6 September 2011

Rambling Man

Dessert

 FRENCH WEDDING. Red wine out of tumblers while sitting on my parents' bed. The best hangover-cure home-made yogurt for breakfast with a rainbow of such jammy conserves at our B&B with window shutters. Visiting marshlands that weren't 'marshy' enough, and a cathedral with a shrine of tiny shoes, and a market made up of rotisseries - turning, browning, mini-chickens. A charmingly drunk 80 year old maitre d' who was an expert on chicory (endives) and pushed champagne like it was going out of fashion. A woman named the little-girl-romantic Delphine. Pungent goats cheese piped into plastic shot glasses. Feather wedding dresses, marshmallow kisses between men, desserts in a dozen flavours of delicious eaten crosslegged on the lawn so I flashed my pants, perfect figs - 'the food of the gods'. Nine hour party of feasting, drinking, dancing and the macarena. French sweets, a different kind for each table, Carambar nostalgia and filling his pockets with pear-flavoured lozenges as we left. I kept my freshblood-red high-heels on ALL NIGHT, the blooms of rose clusters hiding my blooming, swelling, red toes. Kicked them off and slept like a log at four in the morning.

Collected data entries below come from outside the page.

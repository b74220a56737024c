use std::path::PathBuf;
use thiserror::Error;

/// Every way a run can fail.
///
/// Fetch outcomes are a closed set: a successful body, an HTTP status error,
/// a timeout, a connectivity failure, some other transport failure, or a body
/// that is not valid JSON. Callers can match on all of them.
#[derive(Error, Debug)]
pub enum ChError {
    #[error("Missing configuration: {0}")]
    MissingConfiguration(String),

    #[error("HTTP error {status}: {}", preview(.body))]
    Http { status: u16, body: String },

    #[error("Request timed out: {0}")]
    Timeout(#[source] reqwest::Error),

    #[error("Connection error: {0}")]
    Connectivity(#[source] reqwest::Error),

    #[error("HTTP request failed: {0}")]
    Request(#[source] reqwest::Error),

    #[error("Failed to decode JSON from response: {source}. Response preview: {preview}")]
    Parse {
        #[source]
        source: serde_json::Error,
        preview: String,
    },

    #[error("Error writing to file {}: {source}", .path.display())]
    FileWrite {
        path: PathBuf,
        #[source]
        source: std::io::Error,
    },

    #[error("Configuration error: {0}")]
    ConfigError(String),

    #[error("Invalid query: {0}")]
    InvalidQuery(String),
}

impl From<reqwest::Error> for ChError {
    fn from(error: reqwest::Error) -> Self {
        if error.is_timeout() {
            ChError::Timeout(error)
        } else if error.is_connect() {
            ChError::Connectivity(error)
        } else {
            ChError::Request(error)
        }
    }
}

/// First 200 characters of a response body, for diagnostics.
pub(crate) fn preview(body: &str) -> String {
    body.chars().take(200).collect()
}

pub type Result<T> = std::result::Result<T, ChError>;

#[cfg(test)]
mod tests {
    use super::*;

    #[test]
    fn http_error_display_truncates_body() {
        let err = ChError::Http {
            status: 401,
            body: "x".repeat(500),
        };
        let message = err.to_string();
        assert!(message.starts_with("HTTP error 401: "));
        assert_eq!(message.len(), "HTTP error 401: ".len() + 200);
    }

    #[test]
    fn http_error_keeps_full_body() {
        let body = "y".repeat(300);
        let err = ChError::Http {
            status: 500,
            body: body.clone(),
        };
        match err {
            ChError::Http { body: kept, .. } => assert_eq!(kept, body),
            other => panic!("unexpected variant: {other}"),
        }
    }

    #[test]
    fn file_write_error_names_path() {
        let err = ChError::FileWrite {
            path: PathBuf::from("London_62020.txt"),
            source: std::io::Error::new(std::io::ErrorKind::PermissionDenied, "denied"),
        };
        assert_eq!(
            err.to_string(),
            "Error writing to file London_62020.txt: denied"
        );
    }
}
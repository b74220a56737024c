//! Address report generation.
//!
//! Turns a search response into a plain text report of registered office
//! addresses, one block per company:
//!
//! ```text
//! ACME WIDGETS LTD
//! 1 High Street
//! Unit 4            <- only when address_line_2 is present
//! Leeds
//! LS1 1AA
//! ----
//! ```
//!
//! The file is named after the location and the first SIC code and is
//! replaced on every run. When no company has a usable address the file still
//! gets written, holding an explanatory message instead of address blocks.

use std::fs::{self, Permissions};
use std::io::Write;
use std::path::{Path, PathBuf};

use super::error::{ChError, Result};
use super::search::{AdvancedSearchResponse, CompanyItem};

/// Line written after every address block
pub const BLOCK_SEPARATOR: &str = "----";

/// Which branch of report generation produced the file
#[derive(Debug, Clone, Copy, PartialEq, Eq)]
pub enum ReportOutcome {
    /// The response was absent or carried no items
    NoData,
    /// Items were returned but none had a usable address
    AllSkipped,
    /// At least one address block was written
    Written,
}

/// Counts gathered while formatting a report.
#[derive(Debug, Clone, PartialEq, Eq)]
pub struct ReportStats {
    pub outcome: ReportOutcome,
    pub processed: usize,
    pub skipped: usize,
    /// Items on the fetched page
    pub total_items: usize,
    /// Total hits reported by the API, when present
    pub hits: Option<u64>,
    /// The API reported more hits than the page carried, whichever branch
    /// produced the report
    pub partial: bool,
}

/// A formatted report body and its counts, not yet written.
#[derive(Debug, Clone)]
pub struct FormattedReport {
    pub body: String,
    pub stats: ReportStats,
}

/// Result of a successful report write
#[derive(Debug, Clone)]
pub struct ReportSummary {
    pub path: PathBuf,
    pub stats: ReportStats,
}

/// Replaces every non-alphanumeric character with an underscore.
pub fn sanitize_component(value: &str) -> String {
    value
        .chars()
        .map(|c| if c.is_alphanumeric() { c } else { '_' })
        .collect()
}

/// Derives `<location>_<first code>.txt` with both parts sanitized.
pub fn report_filename(location: &str, first_sic_code: &str) -> String {
    format!(
        "{}_{}.txt",
        sanitize_component(location),
        sanitize_component(first_sic_code)
    )
}

/// Formats the report for a response.
///
/// `None` is treated like a response without items.
pub fn format_report(
    response: Option<&AdvancedSearchResponse>,
    location: &str,
    sic_codes: &[String],
) -> FormattedReport {
    let codes = sic_codes.join(", ");
    let hits = response.and_then(|r| r.hits);
    let partial = response.is_some_and(AdvancedSearchResponse::is_partial);

    let items = match response.and_then(|r| r.items.as_deref()) {
        Some(items) if !items.is_empty() => items,
        _ => {
            return FormattedReport {
                body: format!(
                    "No company data found for location '{}' and SIC code(s) '{}'.\n",
                    location, codes
                ),
                stats: ReportStats {
                    outcome: ReportOutcome::NoData,
                    processed: 0,
                    skipped: 0,
                    total_items: 0,
                    hits,
                    partial,
                },
            };
        }
    };

    let mut lines = Vec::new();
    let mut processed = 0;
    let mut skipped = 0;

    for company in items {
        match address_block(company) {
            Some(block) => {
                lines.extend(block);
                processed += 1;
            }
            None => skipped += 1,
        }
    }

    if processed == 0 {
        return FormattedReport {
            body: format!(
                "No companies with complete address data found for location '{}' and SIC code(s) '{}'.\nTotal records received: {}, Total skipped: {}\n",
                location,
                codes,
                items.len(),
                skipped
            ),
            stats: ReportStats {
                outcome: ReportOutcome::AllSkipped,
                processed,
                skipped,
                total_items: items.len(),
                hits,
                partial,
            },
        };
    }

    FormattedReport {
        body: lines.join("\n"),
        stats: ReportStats {
            outcome: ReportOutcome::Written,
            processed,
            skipped,
            total_items: items.len(),
            hits,
            partial,
        },
    }
}

/// Lines for one company, or `None` when it has to be skipped.
///
/// A company is skipped when its address is missing, null or empty, or when
/// name, first line, locality and postcode are all blank. The second address
/// line never decides either way.
fn address_block(company: &CompanyItem) -> Option<Vec<String>> {
    let address = company
        .registered_office_address
        .as_ref()
        .filter(|address| !address.is_empty())?;

    let field = |value: &Option<String>| value.clone().unwrap_or_default();
    let name = field(&company.company_name);
    let line_1 = field(&address.address_line_1);
    let line_2 = field(&address.address_line_2);
    let locality = field(&address.locality);
    let postal_code = field(&address.postal_code);

    if name.is_empty() && line_1.is_empty() && locality.is_empty() && postal_code.is_empty() {
        return None;
    }

    let mut block = vec![name, line_1];
    if !line_2.is_empty() {
        block.push(line_2);
    }
    block.push(locality);
    block.push(postal_code);
    block.push(BLOCK_SEPARATOR.to_string());
    Some(block)
}

/// Formats and writes the report into `dir`.
///
/// The body goes to a temporary file in the same directory which is then
/// renamed over the target, so a failed write leaves any previous report
/// untouched.
///
/// # Errors
///
/// * `ChError::MissingConfiguration` - `sic_codes` is empty, so no file name
///   can be derived
/// * `ChError::FileWrite` - the file could not be created, written or renamed
pub fn write_report(
    response: Option<&AdvancedSearchResponse>,
    location: &str,
    sic_codes: &[String],
    dir: &Path,
) -> Result<ReportSummary> {
    let first_code = sic_codes.first().ok_or_else(|| {
        ChError::MissingConfiguration(
            "SIC codes list is empty, cannot generate filename".to_string(),
        )
    })?;
    let path = dir.join(report_filename(location, first_code));

    let report = format_report(response, location, sic_codes);
    match report.stats.outcome {
        ReportOutcome::NoData => tracing::info!(
            "No company items found for {} / {}",
            location,
            sic_codes.join(", ")
        ),
        ReportOutcome::AllSkipped => tracing::warn!(
            "All records were skipped due to missing address information for {} / {}",
            location,
            sic_codes.join(", ")
        ),
        ReportOutcome::Written if report.stats.partial => tracing::warn!(
            items = report.stats.total_items,
            hits = ?report.stats.hits,
            "Only a partial result set was retrieved; pagination would be needed for all results"
        ),
        ReportOutcome::Written => {}
    }

    persist(&path, report.body.as_bytes()).map_err(|source| {
        tracing::error!("Error writing to file {}: {}", path.display(), source);
        ChError::FileWrite {
            path: path.clone(),
            source,
        }
    })?;
    tracing::info!(path = %path.display(), outcome = ?report.stats.outcome, "Report written");

    Ok(ReportSummary {
        path,
        stats: report.stats,
    })
}

fn persist(path: &Path, contents: &[u8]) -> std::io::Result<()> {
    let dir = match path.parent() {
        Some(parent) if !parent.as_os_str().is_empty() => parent,
        _ => Path::new("."),
    };

    let mut builder = tempfile::Builder::new();
    builder.prefix(".chkit-");
    if let Some(permissions) = report_permissions(path) {
        builder.permissions(permissions);
    }

    let mut file = builder.tempfile_in(dir)?;
    file.write_all(contents)?;
    file.flush()?;
    file.persist(path).map_err(|e| e.error)?;
    Ok(())
}

/// Mode for the new report: the existing file's, or 0644 for a fresh one.
#[cfg(unix)]
fn report_permissions(path: &Path) -> Option<Permissions> {
    use std::os::unix::fs::PermissionsExt;

    let permissions = fs::metadata(path)
        .map(|metadata| metadata.permissions())
        .unwrap_or_else(|_| Permissions::from_mode(0o644));
    Some(permissions)
}

#[cfg(not(unix))]
fn report_permissions(path: &Path) -> Option<Permissions> {
    fs::metadata(path).ok().map(|metadata| metadata.permissions())
}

WELCOME to the beginning of the End of the Road

We travelled to the END OF THE ROAD. Four days of sleeping on slopes and mulching grass. Such good song-writing - Laura Marling, Emmy the Great, Allo Darlin'. The enigma that is Bob Log III: a man in a helmet, wearing a blue velour jumpsuit, using stolen telephones as microphones, getting people pregnant with his guitar tracks, requesting girls to sit on his knee, and making fun infectious, so joyously pleased with himself. Jessica Larrabee of She Keeps Bees playing as if she really was playing for herself, for the exhileration of it, so like Patti Smith. The Growlers taking me to Californian beaches and into a Hunter S Thompson novel. Frozen yogurt infused with elderflower and honey, burritos, nachos, potato wedges, soup heated on the stove between tents, GIN, wine-bag babies, so much warm flat beer from cans we drank all day everyday. Rolling tobacco, zipping sleeping bags, putting up tents in the dark and being prickled by stinging nettles. Fainting in the sun while listening to tUnE-YarDs, hitting my head, being carried by two boys either side who entered my dreams as if they were men I didn't know, feeling so heavy I thought I really best wake up and help them carry my dead-weight body. Sitting in warm hay as we all talked and talked and drank hot brandy cider. Fairy-lights and lanterns and paper birds strewn in woods, discovering a dreamland at night with Midsummer Night's Dream people-visions hanging and lying and sitting in every bower and nook and glade. An Oxfam stall on site - it was that kind of festival. A sunburnt/blushed face and patches of peeling skin now I'm home. And Bloody Marys for vitamins in the pub where Virginia Woolf used to drink to celebrate the end of my dissertation.


BEST WEEKENDS OF MY LIFE.

1 comment:

Ma said...

I think a picture of the dress with feathers is in order.....it is a real piece of art.